Южане зашевелились, закричали — они увидели обезглавленного джихади, женщину с мечом и Песчаного Тигра со своей яватмой. И еще молодого чужеземца с топорами.
Беллин ухмыльнулся.
— Сделай что-нибудь, — крикнул он. — Ты вроде умел обращаться с этой штукой.
Сделать что-нибудь?
Ну хорошо.
Может спеть?
Толпа надвигалась на нас, но я разрезал воздух клинком и люди отпрянули. За мной стоял Алрик, дразня воздух кончиком меча в предвкушении новой битвы.
Алрик, Беллин и я. И Дел, но она лежала и не пыталась подняться. Нам удалось остановить толпу, но это ненадолго. Нам нужна была чья-то помощь.

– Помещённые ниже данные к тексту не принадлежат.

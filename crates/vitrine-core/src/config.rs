use anyhow::{Context, Result};
use serde::{Deserialize, Serialize};
use std::env;
use std::io::IsTerminal;
use std::path::{Path, PathBuf};

use crate::validate::DEFAULT_MAX_NAME_LEN;

/// Directory holding project state, relative to the project root.
pub const PROJECT_DIR: &str = ".vitrine";

#[derive(Debug, Clone, Default, Serialize, Deserialize)]
pub struct ProjectConfig {
    #[serde(default)]
    pub store: StoreConfig,
    #[serde(default)]
    pub validation: ValidationConfig,
    #[serde(default)]
    pub display: DisplayConfig,
}

#[derive(Debug, Clone, Serialize, Deserialize)]
pub struct StoreConfig {
    /// Category file, relative to the project root unless absolute.
    #[serde(default = "default_store_path")]
    pub path: PathBuf,
}

impl Default for StoreConfig {
    fn default() -> Self {
        Self {
            path: default_store_path(),
        }
    }
}

#[derive(Debug, Clone, Serialize, Deserialize)]
pub struct ValidationConfig {
    #[serde(default = "default_max_name_len")]
    pub max_name_len: usize,
}

impl Default for ValidationConfig {
    fn default() -> Self {
        Self {
            max_name_len: default_max_name_len(),
        }
    }
}

#[derive(Debug, Clone, Serialize, Deserialize)]
pub struct DisplayConfig {
    #[serde(default = "default_indent")]
    pub indent: usize,
    #[serde(default)]
    pub show_descriptions: bool,
    #[serde(default)]
    pub expand_all: bool,
}

impl Default for DisplayConfig {
    fn default() -> Self {
        Self {
            indent: default_indent(),
            show_descriptions: false,
            expand_all: false,
        }
    }
}

#[derive(Debug, Clone, Serialize, Deserialize, Default)]
pub struct UserConfig {
    #[serde(default)]
    pub output: Option<String>,
}

#[derive(Debug, Clone, Serialize, Deserialize)]
pub struct EffectiveConfig {
    pub project: ProjectConfig,
    pub user: UserConfig,
    pub resolved_output: String,
}

impl ProjectConfig {
    /// Absolute location of the category file for `project_root`.
    #[must_use]
    pub fn store_path(&self, project_root: &Path) -> PathBuf {
        if self.store.path.is_absolute() {
            self.store.path.clone()
        } else {
            project_root.join(&self.store.path)
        }
    }
}

/// Location of the persisted expansion set for `project_root`.
#[must_use]
pub fn expansion_path(project_root: &Path) -> PathBuf {
    project_root.join(PROJECT_DIR).join("expanded.json")
}

pub fn load_project_config(project_root: &Path) -> Result<ProjectConfig> {
    let path = project_root.join(PROJECT_DIR).join("config.toml");
    if !path.exists() {
        return Ok(ProjectConfig::default());
    }

    let content = std::fs::read_to_string(&path)
        .with_context(|| format!("Failed to read {}", path.display()))?;

    toml::from_str::<ProjectConfig>(&content)
        .with_context(|| format!("Failed to parse {}", path.display()))
}

pub fn load_user_config() -> Result<UserConfig> {
    let Some(config_dir) = dirs::config_dir() else {
        return Ok(UserConfig::default());
    };

    let path = config_dir.join("vitrine/config.toml");
    if !path.exists() {
        return Ok(UserConfig::default());
    }

    let content = std::fs::read_to_string(&path)
        .with_context(|| format!("Failed to read {}", path.display()))?;

    toml::from_str::<UserConfig>(&content)
        .with_context(|| format!("Failed to parse {}", path.display()))
}

/// Load both config layers and settle the output mode.
///
/// `cli_format` is the explicit `--format` value (or `"json"` for `--json`).
pub fn resolve_config(project_root: &Path, cli_format: Option<&str>) -> Result<EffectiveConfig> {
    let project = load_project_config(project_root)?;
    let user = load_user_config()?;

    let env_format = env::var("FORMAT").ok();
    let resolved_output = resolve_output(cli_format, user.output.as_deref(), env_format.as_deref());

    Ok(EffectiveConfig {
        project,
        user,
        resolved_output,
    })
}

/// Walk up from `start` looking for a `.vitrine` directory.
#[must_use]
pub fn find_project_root(start: &Path) -> Option<PathBuf> {
    let mut current = start.to_path_buf();
    loop {
        if current.join(PROJECT_DIR).is_dir() {
            return Some(current);
        }
        if !current.pop() {
            return None;
        }
    }
}

/// Canonical output mode name for `raw`, accepting the legacy aliases.
#[must_use]
pub fn normalize_output_mode(raw: &str) -> Option<&'static str> {
    match raw.trim().to_ascii_lowercase().as_str() {
        "pretty" | "human" => Some("pretty"),
        "text" | "table" => Some("text"),
        "json" => Some("json"),
        _ => None,
    }
}

fn resolve_output(
    cli_format: Option<&str>,
    user_output: Option<&str>,
    env_format: Option<&str>,
) -> String {
    if let Some(mode) = cli_format.and_then(normalize_output_mode) {
        return mode.to_string();
    }

    if let Some(mode) = env_format.and_then(normalize_output_mode) {
        return mode.to_string();
    }

    if let Some(mode) = user_output.and_then(normalize_output_mode) {
        return mode.to_string();
    }

    if std::io::stdout().is_terminal() {
        "pretty".to_string()
    } else {
        "text".to_string()
    }
}

fn default_store_path() -> PathBuf {
    Path::new(PROJECT_DIR).join("categories.json")
}

const fn default_max_name_len() -> usize {
    DEFAULT_MAX_NAME_LEN
}

const fn default_indent() -> usize {
    2
}
//! vitrine-core library.
//!
//! Turns the flat, parent-referencing category list a backend returns into a
//! navigable forest, tracks which subtrees are open, and orchestrates
//! validated create/update/delete calls against a [`store::CategoryStore`].
//!
//! # Conventions
//!
//! - **Errors**: typed `thiserror` enums in the library, `anyhow::Result` at
//!   the edges (config loading, the CLI).
//! - **Logging**: Use `tracing` macros (`info!`, `warn!`, `error!`, `debug!`, `trace!`).

pub mod config;
pub mod controller;
pub mod error;
pub mod expansion;
pub mod model;
pub mod store;
pub mod tree;
pub mod validate;

pub use controller::{DeleteOutcome, HierarchyController, RefreshOutcome};
pub use error::{ErrorCode, HierarchyError};
pub use expansion::ExpansionState;
pub use model::category::{Category, CategoryDraft, CategoryPatch, NewCategory};
pub use tree::builder::{Forest, TreeNode, build_forest};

Помочь мог Самиэль, достаточно было только запеть.
Запеть. Ненавижу пение. Но как еще вызвать магию?
Беллин жонглировал топорами. Этот номер производил впечатление не только на меня. Люди смотрели с какой легкостью чужеземец обращался с оружием и дружно шагнули назад, когда Беллин обошел меня и Дел, ограждая нас от нападения завесой из стали.
— Просто любопытно, — отметил он, — почему ты решил запеть? Интересное ты выбрал время, не говоря уже о том, что у тебя ни голоса, ни слуха.
Я продолжал петь, хотя мысленно согласился, что ни каждый рискнул бы назвать это пением.
— Яватма, — сказал Алрик, словно это слово давало ответ на все вопросы. Кто-то может и понял бы, но Беллин был чужеземцем.
— Подними Дел, — приказал я и снова вернулся к песне. Самиэлю она вроде бы нравилась.
Позади нас, где-то очень далеко, послышался вой — приближались племена.